NI KOMPLETE KONTROL MK3
With its all-new dual displays and improved integration with Maschine and certain DAWs, this futuristic keyboard hits all the right notes
The second generation of NI’s innovative MIDI keyboard claims even deeper integration than its predecessor ( 212, 9/10) with their own Komplete suite of instruments and Maschine, as well as NKS-compatible plugins from developers including Arturia, Rob Papen and u-he. It’s available in 49- (£479) and 61-key (£559) versions, and while the Fatar synth action keybed is unchanged, everything else has been redesigned to match the simultaneously-released Maschine Mk3 ( 249, 10/10). It’s got the same sexy new look and feel, and – more importantly – the same full-colour LED screens (replacing Mk1’s monochrome text displays), the same combination 4-way joystick/ rotary encoder/button, and a new layout similarly reconfigured for workflow parity.

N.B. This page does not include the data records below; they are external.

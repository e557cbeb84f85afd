//! Builds an angle from radians.

use log::debug;

use super::{AngleBuilder, AngleData, FromDecimal};
use crate::constants::{MAX_DEGREES, MAX_RADIAN, RAD2DEG};
use crate::errors::{AngleError, AngleField, Result};
use crate::precision::{clamp_precision, count_decimal_places};

/// Builder for an angle given in radians
///
/// The radian is converted to degrees and decomposed by [`FromDecimal`]; the
/// original radian is then re-attached so `to_radian(None)` returns it without
/// a second conversion.
#[derive(Debug, Clone, PartialEq)]
pub struct FromRadian {
    radian: f64,
}

impl FromRadian {
    /// Creates a validated builder; `|radian|` must not exceed 2π.
    pub fn new(radian: f64) -> Result<Self> {
        let builder = FromRadian { radian };
        builder.check_overflow()?;
        Ok(builder)
    }
}

impl AngleBuilder for FromRadian {
    fn check_overflow(&self) -> Result<()> {
        if self.radian.is_nan() || self.radian.abs() > MAX_RADIAN {
            return Err(AngleError::overflow(
                AngleField::Radian,
                self.radian,
                MAX_RADIAN,
                self.radian.to_string(),
            ));
        }
        Ok(())
    }

    fn fetch_data(self) -> Result<AngleData> {
        let limit = f64::from(MAX_DEGREES);
        let mut degrees = self.radian * RAD2DEG;
        if degrees.abs() > limit {
            // 2π converts to a hair above 360
            debug!("clamping {degrees}° converted from {} rad to a full turn", self.radian);
            degrees = limit.copysign(degrees);
        }
        let precision = clamp_precision(count_decimal_places(self.radian));
        Ok(FromDecimal::new(degrees)?
            .fetch_data()?
            .with_original_radian(self.radian, precision))
    }
}
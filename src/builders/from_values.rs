//! Builds an angle from degrees, minutes, seconds and a direction.

use log::trace;

use super::{check_sexagesimal, AngleBuilder, AngleData};
use crate::angle::Direction;
use crate::constants::DEFAULT_SECONDS_PRECISION;
use crate::errors::Result;
use crate::precision::round_half_away_from_zero;

/// Builder for an angle given in discrete sexagesimal values
///
/// Magnitudes are taken as absolute values, so the sign of an angle can only
/// come from `direction`. Seconds are rounded to one decimal place.
///
/// # Examples
///
/// ```rust
/// use goniometry::builders::FromValues;
/// use goniometry::{Angle, Direction};
///
/// let angle = Angle::build(FromValues::new(12, 30, 15.25, Direction::Clockwise)?)?;
/// assert_eq!(angle.get_degrees(), (-12, 30, 15.3));
/// # Ok::<(), goniometry::AngleError>(())
/// ```
#[derive(Debug, Clone, PartialEq)]
pub struct FromValues {
    degrees: u32,
    minutes: u32,
    seconds: f64,
    direction: Direction,
}

impl FromValues {
    /// Creates a validated builder.
    ///
    /// Fails with an overflow error when degrees exceed 360, minutes exceed 59,
    /// seconds round to 60 or more, or a 360° angle carries minutes or seconds.
    pub fn new(degrees: i32, minutes: i32, seconds: f64, direction: impl Into<Direction>) -> Result<Self> {
        let builder = FromValues {
            degrees: degrees.unsigned_abs(),
            minutes: minutes.unsigned_abs(),
            seconds: round_half_away_from_zero(seconds.abs(), DEFAULT_SECONDS_PRECISION),
            direction: direction.into(),
        };
        builder.check_overflow()?;
        Ok(builder)
    }

    fn describe(&self) -> String {
        format!("{}° {}' {}\"", self.degrees, self.minutes, self.seconds)
    }
}

impl AngleBuilder for FromValues {
    fn check_overflow(&self) -> Result<()> {
        check_sexagesimal(
            u64::from(self.degrees),
            u64::from(self.minutes),
            self.seconds,
            &self.describe(),
        )
    }

    fn fetch_data(self) -> Result<AngleData> {
        trace!("building angle from values {}", self.describe());
        Ok(AngleData::sexagesimal(
            self.degrees,
            self.minutes,
            self.seconds,
            self.direction,
        ))
    }
}
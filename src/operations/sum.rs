use std::fmt;
use std::ops::Deref;

use crate::angle::Angle;
use crate::builders::{AbsoluteSum, AngleBuilder, RelativeSum, SumBuilder};
use crate::errors::Result;

/// An angle obtained by summing two angles
///
/// Dereferences to [`Angle`], so every query and comparison is available on a
/// sum directly.
///
/// # Examples
///
/// ```rust
/// use goniometry::{Angle, Sum};
///
/// let a = Angle::from_decimal(-90.0)?;
/// let b = Angle::from_decimal(30.0)?;
/// let sum = Sum::relative(&a, &b);
/// assert_eq!(sum.to_decimal(None), -60.0);
/// assert!(sum.is_clockwise());
///
/// let sum = Sum::absolute(&a, &b);
/// assert_eq!(sum.to_decimal(None), 120.0);
/// # Ok::<(), goniometry::AngleError>(())
/// ```
#[derive(Debug, Clone, PartialEq)]
pub struct Sum(Angle);

impl Sum {
    /// Creates a sum from any sum builder.
    pub fn new<B: SumBuilder>(builder: B) -> Result<Sum> {
        builder.check_overflow()?;
        Angle::build(builder).map(Sum)
    }

    /// Algebraic sum of `first` and `second`; its direction follows the sign of the result.
    pub fn relative(first: &Angle, second: &Angle) -> Sum {
        Sum(Angle::from_data(RelativeSum::new(first, second).compute()))
    }

    /// Sum of the magnitudes of `first` and `second`, always counterclockwise.
    pub fn absolute(first: &Angle, second: &Angle) -> Sum {
        Sum(Angle::from_data(AbsoluteSum::new(first, second).compute()))
    }

    pub fn as_angle(&self) -> &Angle {
        &self.0
    }

    pub fn into_angle(self) -> Angle {
        self.0
    }
}

impl Deref for Sum {
    type Target = Angle;

    fn deref(&self) -> &Angle {
        &self.0
    }
}

impl AsRef<Angle> for Sum {
    fn as_ref(&self) -> &Angle {
        &self.0
    }
}

impl From<Sum> for Angle {
    fn from(sum: Sum) -> Self {
        sum.0
    }
}

impl fmt::Display for Sum {
    fn fmt(&self, f: &mut fmt::Formatter<'_>) -> fmt::Result {
        fmt::Display::fmt(&self.0, f)
    }
}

Komplete Kontrol Mk2 is 23mm deeper from front to back than its predecessor, as is to be expected given the addition of the screens. Happily, it’s now USB bus-powered, and we know that many Mk1 users will be overjoyed at the ejection of the pitch and modulation touchstrips in favour of regular pitch and mod wheels and a single freely-assignable touchstrip. The build quality is exceptional – it feels and plays like a premium instrument in every sense.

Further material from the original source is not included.